Although the two orthologs are structurally similar, previous 15N relaxation dispersion experiments showed that the ms-scale motions that dominate ecDHFR Met20 loop are absent in hDHFR, and mutations in ecDHFR that disrupt these motions slow NADP+ dissociation.35–37 It was hypothesized that lower intracellular NADP+ and THF concentrations in vertebrates allow efficient cofactor exchange in DHFR, enabling a hinge-like open-close conformational change to control the ligand flux while maintaining the structure of the Met20 loop. Bacteria, which have ∼1:1 NADPH:NADP+, may instead have evolved a loop-mediated exchange mechanism to avoid end product inhibition.38
In support of this hypothesis, PIGEON-FEATHER yields the otherwise non-intuitive result that several positions in the central β sheet, a universally conserved DHFR motif, have much higher ΔGop in ecDHFR than in hDHFR (Fig. 4g). We hypothesize that this stabilization compensates for the larger loop dynamics in ecDHFR and facilitates the open-close conformational change in hDHFR.33 In line with this hypothesis, both hinge loops, which mediate the open-close conformational change in hDHFR and are much shorter in ecDHFR, are adjacent to β strands that are more stable in ecDHFR. Meanwhile, several peripheral residues in the M20 and FG loops and helix αC are stabilized by 9-14 kJ/mol in hDHFR compared to ecDHFR (Fig. 4f, g, S14). Even in the absence of ligands, hDHFR may have evolved to sample the hinge-closed conformational state with a higher probability than ecDHFR because this conformation has no specific functional role in ecDHFR. PIGEON-FEATHER thus introduces a strategy to classify the catalytic mechanisms for many other DHFR orthologs with varied-length functional loops and hinges towards developing pathogen-specific antibiotics.33,39
Two inhibitors differentially impact the ecDHFR ensemble
Trimethoprim (TMP) and methotrexate (MTX) are competitive inhibitors that bind ecDHFR with sub-nM affinities (Fig. 5a), but because TMP inhibits bacterial DHFRs at least four orders of magnitude more than vertebrate orthologs, it used as an antibiotic.32,39,40 X-ray crystal structures for TMP- and MTX-ecDHFR have <0.5 Å RMSD (Fig. 5a, b).41,42 NMR spectroscopy revealed near-identical µs-to-ms motions in the two inhibitor-bound states.43 Both states favor a conformation of the Met20 loop that blocks the active site.41–44 As mounting drug resistance mutations45 reduce inhibitor efficacy and motivate the search for new therapeutics, we revisited the question of how TMP and MTX impact the ecDHFR ensemble.

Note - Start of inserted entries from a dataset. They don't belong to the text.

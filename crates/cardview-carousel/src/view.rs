//! Render model produced by the coordinator.

use serde::Serialize;

/// Placeholder shown when there are no cards.
#[derive(Debug, Clone, PartialEq, Eq, Serialize)]
pub struct EmptyState {
    pub title: &'static str,
    pub description: &'static str,
}

impl Default for EmptyState {
    fn default() -> Self {
        Self {
            title: "Nenhum cartão encontrado",
            description: "Você ainda não possui cartões cadastrados. \
                          Adicione um novo cartão para começar.",
        }
    }
}

/// One slide in the carousel.
#[derive(Debug, Clone, PartialEq, Eq, Serialize)]
pub struct CarouselItem {
    pub card_id: String,
    /// Slide sits at the carousel's selected snap.
    pub is_center: bool,
    /// Slide is highlighted; follows the external id when one is set.
    pub is_selected: bool,
}

#[derive(Debug, Clone, PartialEq, Eq, Serialize)]
#[serde(tag = "kind", rename_all = "snake_case")]
pub enum CarouselView {
    Empty(EmptyState),
    Cards {
        items: Vec<CarouselItem>,
        /// Active flag per dot; `None` when the indicator is hidden.
        dots: Option<Vec<bool>>,
    },
}

impl CarouselView {
    pub fn is_empty(&self) -> bool {
        matches!(self, Self::Empty(_))
    }

    /// Index of the centered slide, if any.
    pub fn center_index(&self) -> Option<usize> {
        match self {
            Self::Empty(_) => None,
            Self::Cards { items, .. } => items.iter().position(|item| item.is_center),
        }
    }
}
//! Single authority for which card is selected.

use std::sync::Arc;

use cardview_bridge::BridgeChannel;
use cardview_common::Card;
use tracing::debug;

use crate::carousel::Carousel;
use crate::view::{CarouselItem, CarouselView, EmptyState};

/// Receives the selected card whenever the selection is published.
pub trait SelectionSink {
    fn card_selected(&mut self, card: &Card);
}

impl SelectionSink for BridgeChannel {
    fn card_selected(&mut self, card: &Card) {
        self.notify_card_selected(&card.id);
    }
}

/// Adapts a closure into a [`SelectionSink`].
pub struct CallbackSink<F>(pub F);

impl<F: FnMut(&Card)> SelectionSink for CallbackSink<F> {
    fn card_selected(&mut self, card: &Card) {
        (self.0)(card)
    }
}

/// Where the carousel is relative to the last requested target.
#[derive(Debug, Clone, Copy, PartialEq, Eq)]
pub enum ScrollPhase {
    /// No cards, or nothing requested since the cards were set.
    Idle,
    /// A tap, dot or external id asked the carousel to move.
    ScrollRequested { target: usize },
    /// The carousel reported rest; the index is authoritative.
    Settled,
}

/// Reconciles drag settles, taps and external selection into one index.
///
/// Only [`on_settle`](Self::on_settle) writes the index. Taps, dot clicks and
/// external ids request a scroll and wait for the carousel to settle.
pub struct SelectionCoordinator<C: Carousel> {
    carousel: C,
    sink: Box<dyn SelectionSink>,
    cards: Arc<[Card]>,
    selected_index: Option<usize>,
    last_notified: Option<String>,
    external_id: Option<String>,
    phase: ScrollPhase,
    show_dots: bool,
    start_index: usize,
}

impl<C: Carousel> SelectionCoordinator<C> {
    pub fn new(carousel: C, sink: Box<dyn SelectionSink>) -> Self {
        Self {
            carousel,
            sink,
            cards: Arc::from(Vec::new()),
            selected_index: None,
            last_notified: None,
            external_id: None,
            phase: ScrollPhase::Idle,
            show_dots: true,
            start_index: 0,
        }
    }

    pub fn with_dots(mut self, show_dots: bool) -> Self {
        self.show_dots = show_dots;
        self
    }

    /// Index adopted when cards arrive with nothing selected yet.
    pub fn with_start_index(mut self, start_index: usize) -> Self {
        self.start_index = start_index;
        self
    }

    pub fn carousel(&self) -> &C {
        &self.carousel
    }

    pub fn carousel_mut(&mut self) -> &mut C {
        &mut self.carousel
    }

    pub fn cards(&self) -> &Arc<[Card]> {
        &self.cards
    }

    pub fn phase(&self) -> ScrollPhase {
        self.phase
    }

    pub fn selected_index(&self) -> Option<usize> {
        self.selected_index
    }

    pub fn selected_card(&self) -> Option<&Card> {
        self.cards.get(self.selected_index?)
    }

    /// Replace the whole card sequence.
    ///
    /// An index that no longer fits falls back to 0. The resulting card is
    /// published if it differs from the last one, and a pending external id
    /// is re-resolved against the new cards.
    pub fn set_cards(&mut self, cards: Arc<[Card]>) {
        self.cards = cards;

        if self.cards.is_empty() {
            self.carousel.reinit(0, 0);
            self.selected_index = None;
            self.last_notified = None;
            self.phase = ScrollPhase::Idle;
            debug!("carousel emptied, selection cleared");
            return;
        }

        let index = match self.selected_index {
            Some(i) if i < self.cards.len() => i,
            Some(stale) => {
                debug!(stale, len = self.cards.len(), "selection out of range, reset to 0");
                0
            }
            None if self.start_index < self.cards.len() => self.start_index,
            None => 0,
        };

        self.carousel.reinit(self.cards.len(), index);
        self.phase = ScrollPhase::Idle;
        self.adopt(index);
        self.reconcile_external();
    }

    /// The carousel came to rest on `index`. This is the only writer of the
    /// selected index.
    pub fn on_settle(&mut self, index: usize) {
        if index >= self.cards.len() {
            debug!(index, len = self.cards.len(), "settle outside card range ignored");
            return;
        }
        self.phase = ScrollPhase::Settled;
        self.adopt(index);
        self.release_external(index);
    }

    /// The user tapped the card at `index`.
    ///
    /// The centered card is published again without scrolling; any other
    /// card is scrolled to and published once the carousel settles.
    pub fn tap(&mut self, index: usize) {
        if index >= self.cards.len() {
            return;
        }
        if self.selected_index == Some(index) {
            self.publish(index);
            self.release_external(index);
        } else {
            self.request_scroll(index);
        }
    }

    /// A dot in the indicator was clicked.
    pub fn dot_click(&mut self, index: usize) {
        self.request_scroll(index);
    }

    /// Selection driven from outside by card id. `None` clears it.
    /// Unknown ids are ignored.
    pub fn select_external(&mut self, card_id: Option<&str>) {
        self.external_id = card_id.map(str::to_string);
        self.reconcile_external();
    }

    fn reconcile_external(&mut self) {
        let Some(id) = self.external_id.as_deref() else {
            return;
        };
        let Some(index) = self.cards.iter().position(|c| c.id == id) else {
            debug!(card_id = %id, "external selection not found");
            return;
        };
        if index != self.carousel.selected_snap() {
            self.request_scroll(index);
        }
    }

    /// The user landed on `index`; an external id naming another card no
    /// longer describes the selection.
    fn release_external(&mut self, index: usize) {
        let Some(id) = self.external_id.as_deref() else {
            return;
        };
        if id != self.cards[index].id {
            debug!(card_id = %id, settled = %self.cards[index].id, "external selection released");
            self.external_id = None;
        }
    }

    fn request_scroll(&mut self, index: usize) {
        if index >= self.cards.len() {
            debug!(index, len = self.cards.len(), "scroll request outside card range ignored");
            return;
        }
        debug!(target = index, "scroll requested");
        self.phase = ScrollPhase::ScrollRequested { target: index };
        self.carousel.scroll_to(index);
    }

    /// Take `index` as the selection and publish it if the card changed.
    fn adopt(&mut self, index: usize) {
        self.selected_index = Some(index);
        let changed = self.last_notified.as_deref() != Some(self.cards[index].id.as_str());
        if changed {
            self.publish(index);
        }
    }

    fn publish(&mut self, index: usize) {
        let card = &self.cards[index];
        debug!(index, card_id = %card.id, "card selected");
        self.sink.card_selected(card);
        self.last_notified = Some(card.id.clone());
    }

    /// Render model for the carousel and its dot indicator.
    pub fn view(&self) -> CarouselView {
        if self.cards.is_empty() {
            return CarouselView::Empty(EmptyState::default());
        }

        let items = self
            .cards
            .iter()
            .enumerate()
            .map(|(i, card)| {
                let is_center = self.selected_index == Some(i);
                let is_selected = match &self.external_id {
                    Some(id) => &card.id == id,
                    None => is_center,
                };
                CarouselItem {
                    card_id: card.id.clone(),
                    is_center,
                    is_selected,
                }
            })
            .collect();

        let dots = (self.show_dots && self.cards.len() > 1).then(|| {
            (0..self.cards.len())
                .map(|i| self.selected_index == Some(i))
                .collect()
        });

        CarouselView::Cards { items, dots }
    }
}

PIGEON-FEATHER-derived changes in ΔGop (ΔΔGop) between the APO and inhibitor states revealed that TMP and MTX have distinct effects on ecDHFR (Fig. 5a-c, Figs. S14-16). Although both inhibitors stabilize the β sheet and binding pocket helix, they each also have unique energetic effects (Figs. 5a, b, S14, S17, S18). Compared to TMP, MTX more strongly impacts the helix αC (Figs. 5d, S18), GH loop (Figs. 5e, S18), Met20 loop (Figs. 5d, f, S18), and N-terminal region of αB (Fig. S18). Compared to the APO enzyme, αC is stabilized in MTX-ecDHFR via interactions with the Met20 loop, while TMP binding has no effect (Fig. 5a-d). In the αC-proximal loop, R57 forms bidentate hydrogen bonds with MTX that are not possible with TMP (Fig. S19). In αB, the difference is most pronounced in K32 (ΔΔGop,MTX-TMP=33 kJ/mol) due to its hydrophobic interaction with the methylene groups of the glutamate moiety of MTX (Fig. S19). Allosteric TMP-specific increases in ΔGop are pervasive in the β sheet where TMP resistance mutations are enriched (Figs. 5a, b, S20). We highlight these effects to demonstrate the resolution and quantification afforded by PIGEON-FEATHER compared to conventional HX/MS analysis methods, and to emphasize results that are not obvious from structures.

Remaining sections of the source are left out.